• [Work request]:
Give back an exact copy of the lines in the records below, from the line that has "for the session" through the line that has "String, state: LinkState", and nothing besides.

• [Given information]:
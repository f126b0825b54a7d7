//! The radio link provider boundary.
//!
//! A provider owns the physical transport.  The session drives it through
//! [`RadioLinkProvider`] and receives its asynchronous callbacks through the
//! [`ProviderEventSink`] handed over in [`RadioLinkProvider::attach`].  The
//! sink may be called from any thread; events are queued for the session
//! worker and never touch session state directly.

use std::fmt;
use std::sync::Arc;
use std::time::Duration;

use anyhow::Result;
use async_trait::async_trait;
use tokio::sync::mpsc;

use crate::types::{DeviceRecord, RawPacket};

/// Link-level state reported by the transport.
#[derive(Debug, Clone, Copy, PartialEq, Eq)]
pub enum LinkState {
    Connected,
    Disconnected,
}

/// Stream-control commands sent to a connected device.
#[derive(Debug, Clone, Copy, PartialEq, Eq)]
pub enum StreamCommand {
    Start { enable_aux: bool, enable_ppg: bool },
    Stop,
}

/// Inbound callbacks from the transport.
#[derive(Debug, Clone, PartialEq)]
pub enum ProviderEvent {
    PeripheralDiscovered(DeviceRecord),
    LinkStateChanged { address: String, state: LinkState },
    PacketReceived { address: String, packet: RawPacket },
}

/// Where a provider delivers its [`ProviderEvent`]s.
///
/// Cloneable and non-blocking; sending after the session has shut down is a
/// silent no-op (reported through the return value of [`emit`](Self::emit)).
#[derive(Clone)]
pub struct ProviderEventSink {
    forward: Arc<dyn Fn(ProviderEvent) -> bool + Send + Sync>,
}

impl fmt::Debug for ProviderEventSink {
    fn fmt(&self, f: &mut fmt::Formatter<'_>) -> fmt::Result {
        f.debug_struct("ProviderEventSink").finish_non_exhaustive()
    }
}

impl ProviderEventSink {
    /// Sink that maps every event into `tx`, so provider events share a
    /// queue (and therefore an ordering) with other messages.
    ///
    /// Holds the sender weakly: a provider keeping its sink alive does not
    /// keep the receiving worker alive.
    pub(crate) fn forwarding<M, F>(tx: mpsc::WeakUnboundedSender<M>, wrap: F) -> Self
    where
        M: Send + 'static,
        F: Fn(ProviderEvent) -> M + Send + Sync + 'static,
    {
        Self {
            forward: Arc::new(move |event| match tx.upgrade() {
                Some(tx) => tx.send(wrap(event)).is_ok(),
                None => false,
            }),
        }
    }

    /// A sink wired to a plain receiver; for driving providers without a session.
    pub fn channel() -> (Self, mpsc::UnboundedReceiver<ProviderEvent>) {
        let (tx, rx) = mpsc::unbounded_channel();
        let sink = Self {
            forward: Arc::new(move |event| tx.send(event).is_ok()),
        };
        (sink, rx)
    }

    /// Queue an event; `false` once nobody is listening anymore.
    pub fn emit(&self, event: ProviderEvent) -> bool {
        (self.forward)(event)
    }

    pub fn discovered(&self, device: DeviceRecord) -> bool {
        self.emit(ProviderEvent::PeripheralDiscovered(device))
    }

    pub fn link_state(&self, address: impl Into<String>, state: LinkState) -> bool {
        self.emit(ProviderEvent::LinkStateChanged {
            address: address.into(),
            state,
        })
    }

    pub fn packet(&self, address: impl Into<String>, packet: RawPacket) -> bool {
        self.emit(ProviderEvent::PacketReceived {
            address: address.into(),
            packet,
        })
    }
}

/// The transport capability the session depends on.
///
/// `connect` and `disconnect` may take a while; the session bounds both with
/// its own timeouts and never waits on them from its worker loop.  Discovery
/// and stream-control calls are expected to return promptly.
#[async_trait]
pub trait RadioLinkProvider: Send + Sync {
    /// Called once by the session before any other method.
    fn attach(&self, events: ProviderEventSink);

    async fn begin_discovery(&self) -> Result<()>;

    async fn end_discovery(&self) -> Result<()>;

    /// Establish a link.  `Ok` means the link is usable.
    async fn connect(&self, address: &str, timeout: Duration) -> Result<()>;

    /// Tear down a link.  `Ok` confirms teardown.
    async fn disconnect(&self, address: &str) -> Result<()>;

    async fn send(&self, command: StreamCommand) -> Result<()>;
}
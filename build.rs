fn main() {
    // ── macOS + `ble`: embed Info.plist for CoreBluetooth ─────────────────────
    //
    // CBCentralManager stays "unauthorised" (and scanning silently finds
    // nothing) unless the binary carries NSBluetoothAlwaysUsageDescription.
    // A CLI has no bundle, so the plist is linked into the __TEXT,__info_plist
    // section of the Mach-O image instead.
    //
    // Only the `ble` build talks to CoreBluetooth; the simulator build needs
    // nothing here.
    let macos = std::env::var("CARGO_CFG_TARGET_OS").as_deref() == Ok("macos");
    let ble = std::env::var_os("CARGO_FEATURE_BLE").is_some();
    if !(macos && ble) {
        return;
    }

    let Ok(dir) = std::env::var("CARGO_MANIFEST_DIR") else {
        return;
    };
    let plist = format!("{dir}/Info.plist");

    for arg in ["-sectcreate", "__TEXT", "__info_plist", plist.as_str()] {
        println!("cargo:rustc-link-arg-bins={arg}");
    }
    println!("cargo:rerun-if-changed=Info.plist");
}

• [Answer box]:
//! sink may be called from any thread; events are queued for the session
//! worker and never touch session state directly.

use std::fmt;
use std::sync::Arc;
use std::time::Duration;

use anyhow::Result;
use async_trait::async_trait;
use tokio::sync::mpsc;

use crate::types::{DeviceRecord, RawPacket};

/// Link-level state reported by the transport.
#[derive(Debug, Clone, Copy, PartialEq, Eq)]
pub enum LinkState {
    Connected,
    Disconnected,
}

/// Stream-control commands sent to a connected device.
#[derive(Debug, Clone, Copy, PartialEq, Eq)]
pub enum StreamCommand {
    Start { enable_aux: bool, enable_ppg: bool },
    Stop,
}

/// Inbound callbacks from the transport.
#[derive(Debug, Clone, PartialEq)]
pub enum ProviderEvent {
    PeripheralDiscovered(DeviceRecord),
    LinkStateChanged { address: String, state: LinkState },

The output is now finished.